The large poster-sized photographs have been hung on the wall above the stairway. As customers ascended to the second floor, they would find themselves standing next to a wall of large, wooden framed images. But in order to see them properly, they would have to step away from the wall about ten feet, and then they could get a clear view of who was hanging there.
The largest photo is the famous group shot taken in the back room of the old Gotham Book store in November 9, 1948. It was a party for Dame Edith and Sir Osbert Sitwell. The story according to Ms. Steloff’s version is “one day during the summer of 1948, Charles (Henri Ford), came in and announced that Edith Sitwell and her brother Osbert were coming to America for a series of readings. In the same breath he asked, “Why don’t you have a tea for her?”

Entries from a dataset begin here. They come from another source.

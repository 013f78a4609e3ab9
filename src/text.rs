//! Word-frequency analysis over the message corpus.
//!
//! The word-cloud renderer lives outside this crate; what it needs from the
//! core is the corpus (see `aggregate::word_frequency_corpus`) and, for
//! text-only frontends, the ranked word counts produced here.

use std::collections::{HashMap, HashSet};

use regex::Regex;
use stop_words::{get, LANGUAGE};
use unicode_normalization::UnicodeNormalization;

use crate::error::{Result, TabulationError};

/// Tokenizer and word counter for Portuguese customer messages
pub struct CorpusAnalyzer {
    url_regex: Regex,
    non_word_regex: Regex,
    stopwords: HashSet<String>,
}

impl CorpusAnalyzer {
    /// Create a new analyzer with Portuguese stop words
    pub fn new() -> Result<Self> {
        let url_regex = Regex::new(r"https?://\S+|www\.\S+")
            .map_err(|e| TabulationError::Other(format!("Failed to compile URL regex: {e}")))?;
        let non_word_regex = Regex::new(r"[^\w\s]")
            .map_err(|e| TabulationError::Other(format!("Failed to compile word regex: {e}")))?;

        let stopwords: HashSet<String> = get(LANGUAGE::Portuguese)
            .iter()
            .map(ToString::to_string)
            .collect();

        Ok(Self {
            url_regex,
            non_word_regex,
            stopwords,
        })
    }

    /// Normalize and split a corpus into lowercase tokens, dropping URLs,
    /// punctuation and stop words
    #[must_use]
    pub fn tokenize(&self, corpus: &str) -> Vec<String> {
        let normalized = corpus.nfc().collect::<String>().to_lowercase();
        let no_urls = self.url_regex.replace_all(&normalized, " ");
        let words_only = self.non_word_regex.replace_all(&no_urls, " ");

        words_only
            .split_whitespace()
            .filter(|token| token.chars().count() > 1 && !self.stopwords.contains(*token))
            .map(ToString::to_string)
            .collect()
    }

    /// Rank the most frequent words in a corpus.
    ///
    /// Returns at most `limit` `(word, count)` pairs, most frequent first;
    /// equal counts are ordered alphabetically so the output is stable.
    #[must_use]
    pub fn word_frequencies(&self, corpus: &str, limit: usize) -> Vec<(String, usize)> {
        let mut counts: HashMap<String, usize> = HashMap::new();
        for token in self.tokenize(corpus) {
            *counts.entry(token).or_insert(0) += 1;
        }

        let mut ranked: Vec<(String, usize)> = counts.into_iter().collect();
        ranked.sort_by(|a, b| b.1.cmp(&a.1).then_with(|| a.0.cmp(&b.0)));
        ranked.truncate(limit);
        ranked
    }
}
//! Layered application configuration.
//!
//! Defaults are overridden by optional config files and then by
//! `SOCIAL_METRICS_*` environment variables. The model credential is part of
//! this configuration and is passed explicitly into the AI clients; there is
//! no process-wide session state.

use config::{Config, Environment, File};
use serde::{Deserialize, Serialize};

use crate::error::{Result, TabulationError};

/// Application configuration structure
#[derive(Debug, Clone, Serialize, Deserialize)]
pub struct AppConfig {
    /// Record store settings
    pub database: DatabaseConfig,
    /// Logging settings
    pub logging: LoggingConfig,
    /// External model settings
    pub ai: AiConfig,
    /// Export settings
    pub export: ExportConfig,
}

/// Record store settings
#[derive(Debug, Clone, Serialize, Deserialize)]
pub struct DatabaseConfig {
    /// SQLite database file path
    pub path: String,
}

/// Logging settings
#[derive(Debug, Clone, Serialize, Deserialize)]
pub struct LoggingConfig {
    /// Log level: trace, debug, info, warn or error
    pub level: String,
    /// Log format: "text" or "json"
    pub format: String,
    /// Optional log file; console-only when absent
    #[serde(default)]
    pub file_path: Option<String>,
}

/// External model settings for the classifier and report generator
#[derive(Debug, Clone, Serialize, Deserialize)]
pub struct AiConfig {
    /// Gemini API key; when absent the AI features are unavailable
    #[serde(default)]
    pub api_key: Option<String>,
    /// Model identifier
    pub model: String,
    /// API base URL
    pub base_url: String,
    /// Per-call timeout in seconds
    pub timeout_secs: u64,
}

/// Export settings
#[derive(Debug, Clone, Serialize, Deserialize)]
pub struct ExportConfig {
    /// Directory reports and record exports are written to
    pub output_directory: String,
    /// Default record export format: "csv" or "json"
    pub default_format: String,
}

impl Default for AppConfig {
    fn default() -> Self {
        Self {
            database: DatabaseConfig {
                path: "data/social_metrics.db".to_string(),
            },
            logging: LoggingConfig {
                level: "info".to_string(),
                format: "text".to_string(),
                file_path: None,
            },
            ai: AiConfig::default(),
            export: ExportConfig {
                output_directory: "./output".to_string(),
                default_format: "csv".to_string(),
            },
        }
    }
}

impl Default for AiConfig {
    fn default() -> Self {
        Self {
            api_key: None,
            model: "gemini-2.0-flash".to_string(),
            base_url: "https://generativelanguage.googleapis.com/v1beta".to_string(),
            timeout_secs: 30,
        }
    }
}

impl AppConfig {
    /// Load configuration from defaults, optional files and environment
    /// variables, in increasing precedence
    pub fn load() -> Result<Self> {
        let defaults = AppConfig::default();

        let config = Config::builder()
            .set_default("database.path", defaults.database.path)?
            .set_default("logging.level", defaults.logging.level)?
            .set_default("logging.format", defaults.logging.format)?
            .set_default("ai.model", defaults.ai.model)?
            .set_default("ai.base_url", defaults.ai.base_url)?
            .set_default("ai.timeout_secs", defaults.ai.timeout_secs)?
            .set_default("export.output_directory", defaults.export.output_directory)?
            .set_default("export.default_format", defaults.export.default_format)?
            .add_source(File::with_name("config/default").required(false))
            .add_source(File::with_name("config/local").required(false))
            .add_source(File::with_name("config").required(false))
            .add_source(Environment::with_prefix("SOCIAL_METRICS").separator("__"))
            .build()?;

        let app_config: AppConfig = config.try_deserialize()?;
        app_config.validate()?;

        Ok(app_config)
    }

    /// Validate configuration values
    pub fn validate(&self) -> Result<()> {
        let valid_levels = ["trace", "debug", "info", "warn", "error"];
        if !valid_levels.contains(&self.logging.level.as_str()) {
            return Err(TabulationError::InvalidConfig(format!(
                "Invalid log level: {}. Must be one of: {valid_levels:?}",
                self.logging.level
            )));
        }

        let valid_formats = ["text", "json"];
        if !valid_formats.contains(&self.logging.format.as_str()) {
            return Err(TabulationError::InvalidConfig(format!(
                "Invalid log format: {}. Must be one of: {valid_formats:?}",
                self.logging.format
            )));
        }

        if self.database.path.trim().is_empty() {
            return Err(TabulationError::InvalidConfig(
                "database.path cannot be empty".to_string(),
            ));
        }

        if self.ai.model.trim().is_empty() {
            return Err(TabulationError::InvalidConfig(
                "ai.model cannot be empty".to_string(),
            ));
        }

        if !self.ai.base_url.starts_with("http://") && !self.ai.base_url.starts_with("https://") {
            return Err(TabulationError::InvalidConfig(format!(
                "ai.base_url must be an http(s) URL: {}",
                self.ai.base_url
            )));
        }

        if self.ai.timeout_secs == 0 {
            return Err(TabulationError::InvalidConfig(
                "ai.timeout_secs must be greater than 0".to_string(),
            ));
        }

        let valid_exports = ["csv", "json"];
        if !valid_exports.contains(&self.export.default_format.as_str()) {
            return Err(TabulationError::InvalidConfig(format!(
                "Invalid export format: {}. Must be one of: {valid_exports:?}",
                self.export.default_format
            )));
        }

        Ok(())
    }

    /// Get the database path from the environment or config
    #[must_use]
    pub fn get_database_path(&self) -> String {
        std::env::var("DATABASE_URL").unwrap_or_else(|_| self.database.path.clone())
    }

    /// Get the log level from the environment or config
    #[must_use]
    pub fn get_log_level(&self) -> String {
        std::env::var("RUST_LOG").unwrap_or_else(|_| self.logging.level.clone())
    }

    /// Resolve the model credential.
    ///
    /// `GEMINI_API_KEY` wins over the configured value. `None` means the
    /// classifier and report generator are unavailable this session — that is
    /// a feature gate, not an error.
    #[must_use]
    pub fn api_key(&self) -> Option<String> {
        std::env::var("GEMINI_API_KEY")
            .ok()
            .filter(|key| !key.trim().is_empty())
            .or_else(|| {
                self.ai
                    .api_key
                    .clone()
                    .filter(|key| !key.trim().is_empty())
            })
    }
}

#[cfg(test)]
mod tests {
    use super::*;

    #[test]
    fn test_default_config() {
        let config = AppConfig::default();
        assert_eq!(config.database.path, "data/social_metrics.db");
        assert_eq!(config.logging.level, "info");
        assert_eq!(config.ai.model, "gemini-2.0-flash");
    }

    #[test]
    fn test_config_validation() {
        let config = AppConfig::default();
        assert!(config.validate().is_ok());
    }

    #[test]
    fn test_invalid_config() {
        let mut config = AppConfig::default();
        config.ai.timeout_secs = 0;
        assert!(config.validate().is_err());
    }

    #[test]
    fn test_blank_configured_key_is_unavailable() {
        let mut config = AppConfig::default();
        config.ai.api_key = Some("   ".to_string());
        if std::env::var("GEMINI_API_KEY").is_err() {
            assert_eq!(config.api_key(), None);
        }
    }
}
//! External language-model integration.
//!
//! `gemini` holds the HTTP client and the `LanguageModel` seam; `classifier`
//! turns free text into a (sentiment, reason) suggestion with a deterministic
//! fallback; `report` produces the narrative executive document. Both callers
//! absorb model failures — nothing in this module raises into the
//! record-entry workflow.

/// Sentiment/reason classification with fallback
pub mod classifier;
/// Gemini API client and the language-model trait
pub mod gemini;
/// Narrative executive report generation
pub mod report;

pub use classifier::{SentimentClassifier, Suggestion};
pub use gemini::{AiError, GeminiClient, LanguageModel};
pub use report::{render_summary_table, ReportGenerator};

“Oh,” I said, “she would have far more important engagements than coming here for tea.”
But Charles insisted. “She’d love it, and why don’t you invite her?” So, Ms. Steloff sent her a letter and the rest is history. Amusingly, Life magazine sent a photographer and “picked the people who were to be in its photographs, and some of those who were left out.” The ones left out were William Carlos Williams, William Saroyan and Alfred Kreymborg. I’ve also heard the story that John Berryman wasn’t speaking to Randall Jarrell at the time and ended up going to a bar instead of getting into the picture. Why isn’t Ms. Steloff in this photograph? Is it because she didn’t write poetry and didn’t feel she belonged in the picture? It was her bookstore. She should have been included in this group picture.

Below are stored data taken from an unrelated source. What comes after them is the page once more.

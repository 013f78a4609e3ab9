//! Aggregation engine: summary metrics computed from a filtered record set.
//!
//! Both functions here are pure: no side effects, deterministic for a given
//! record sequence. Nothing is cached across requests; dashboards call
//! `summarize` fresh every time.

use crate::models::{Sentiment, SocialNetwork, SummaryView, TabulationRecord};

/// Compute the dashboard summary for a record set.
///
/// `positive_percentage` is defined as 0 for an empty input. Count vectors
/// preserve the order in which each key first appeared, and the most active
/// network breaks ties in favor of the first one encountered.
#[must_use]
pub fn summarize(records: &[TabulationRecord]) -> SummaryView {
    let total_count = records.len();

    let positive_count = records
        .iter()
        .filter(|r| r.sentiment == Sentiment::Positivo)
        .count();

    let positive_percentage = if total_count == 0 {
        0.0
    } else {
        (positive_count as f64 / total_count as f64) * 100.0
    };

    let mut network_counts: Vec<(SocialNetwork, usize)> = Vec::new();
    let mut reason_counts = Vec::new();

    for record in records {
        bump(&mut network_counts, record.social_network);
        bump(&mut reason_counts, record.reason);
    }

    // Strict comparison keeps the first-encountered network on ties.
    let mut most_active_network = None;
    let mut best = 0;
    for (network, count) in &network_counts {
        if *count > best {
            most_active_network = Some(*network);
            best = *count;
        }
    }

    SummaryView {
        total_count,
        positive_percentage,
        most_active_network,
        network_counts,
        reason_counts,
    }
}

/// Concatenate all non-empty message texts into the word-cloud corpus.
///
/// Entries that are absent or blank contribute nothing; the result is the
/// remaining texts joined by single spaces, or an empty string. Renderers
/// treat an empty corpus as "nothing to render".
#[must_use]
pub fn word_frequency_corpus(records: &[TabulationRecord]) -> String {
    records
        .iter()
        .filter_map(|r| r.message_text.as_deref())
        .map(str::trim)
        .filter(|text| !text.is_empty())
        .collect::<Vec<_>>()
        .join(" ")
}

fn bump<K: PartialEq>(counts: &mut Vec<(K, usize)>, key: K) {
    match counts.iter_mut().find(|(k, _)| *k == key) {
        Some((_, count)) => *count += 1,
        None => counts.push((key, 1)),
    }
}
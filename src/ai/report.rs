//! Narrative executive report generation.
//!
//! A distinct prompt over the same model family as the classifier. Failure is
//! absorbed: the returned string is either the model's Markdown report or an
//! explanatory message the caller displays as-is. The same input may yield
//! different wording across calls; only the requested structure is stable.

use tracing::warn;

use crate::ai::gemini::LanguageModel;
use crate::models::TabulationRecord;

/// Executive report generator over an external language model
pub struct ReportGenerator {
    model: Box<dyn LanguageModel>,
}

impl ReportGenerator {
    /// Create a generator backed by the given model
    #[must_use]
    pub fn new(model: Box<dyn LanguageModel>) -> Self {
        Self { model }
    }

    /// Generate the narrative CX report for a rendered summary table.
    ///
    /// On failure the returned document body explains the error; there is no
    /// retry and no synthesized template.
    pub async fn generate(&self, summary_table: &str) -> String {
        let prompt = build_prompt(summary_table);

        match self.model.generate(&prompt).await {
            Ok(report) => report,
            Err(e) => {
                warn!(error = %e, "Report generation failed");
                format!("Erro ao gerar relatório: {e}")
            }
        }
    }
}

fn build_prompt(summary_table: &str) -> String {
    format!(
        "Você é um consultor sênior de CX (Customer Experience).\n\
         Com base nos seguintes dados de atendimentos de redes sociais, escreva um \
         relatório executivo narrativo, profissional e humano.\n\n\
         Dados:\n{summary_table}\n\n\
         O relatório deve conter:\n\
         - Título impactante\n\
         - Resumo executivo (tópicos)\n\
         - Análise estratégica por rede social e sentimento\n\
         - Plano de Ação (Action Plan) com 3 pontos estratégicos\n\
         - Conclusão\n\n\
         Use formatação Markdown."
    )
}

/// Render the filtered records as the plain table handed to the model.
///
/// One line per record: network, reason, sentiment and the message text.
#[must_use]
pub fn render_summary_table(records: &[TabulationRecord]) -> String {
    let mut table = String::from("social_network | reason | sentiment | message_text\n");

    for record in records {
        table.push_str(&format!(
            "{} | {} | {} | {}\n",
            record.social_network,
            record.reason,
            record.sentiment,
            record.message_text.as_deref().unwrap_or(""),
        ));
    }

    table
}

Andreas Brown liked to tell the story of how Ford tried to get Gore Vidal thrown out of the photograph by claiming Vidal wasn’t a poet. But Brown defends Vidal and says he had written poetry when he was about nineteen years old. I’ve never read any of Vidal poetry if it has ever been published but by the time this photograph was taken, Vidal would have written three published novels, and this achievement alone, by someone younger than Ford would have been enough to make Ford extremely envious.
In fact, I once showed a copy of this photograph to Ford and asked him about it. He immediately related the story of how he tried to get Vidal thrown out of the shot by saying to him, “You can’t be a poet, you have beautiful legs!”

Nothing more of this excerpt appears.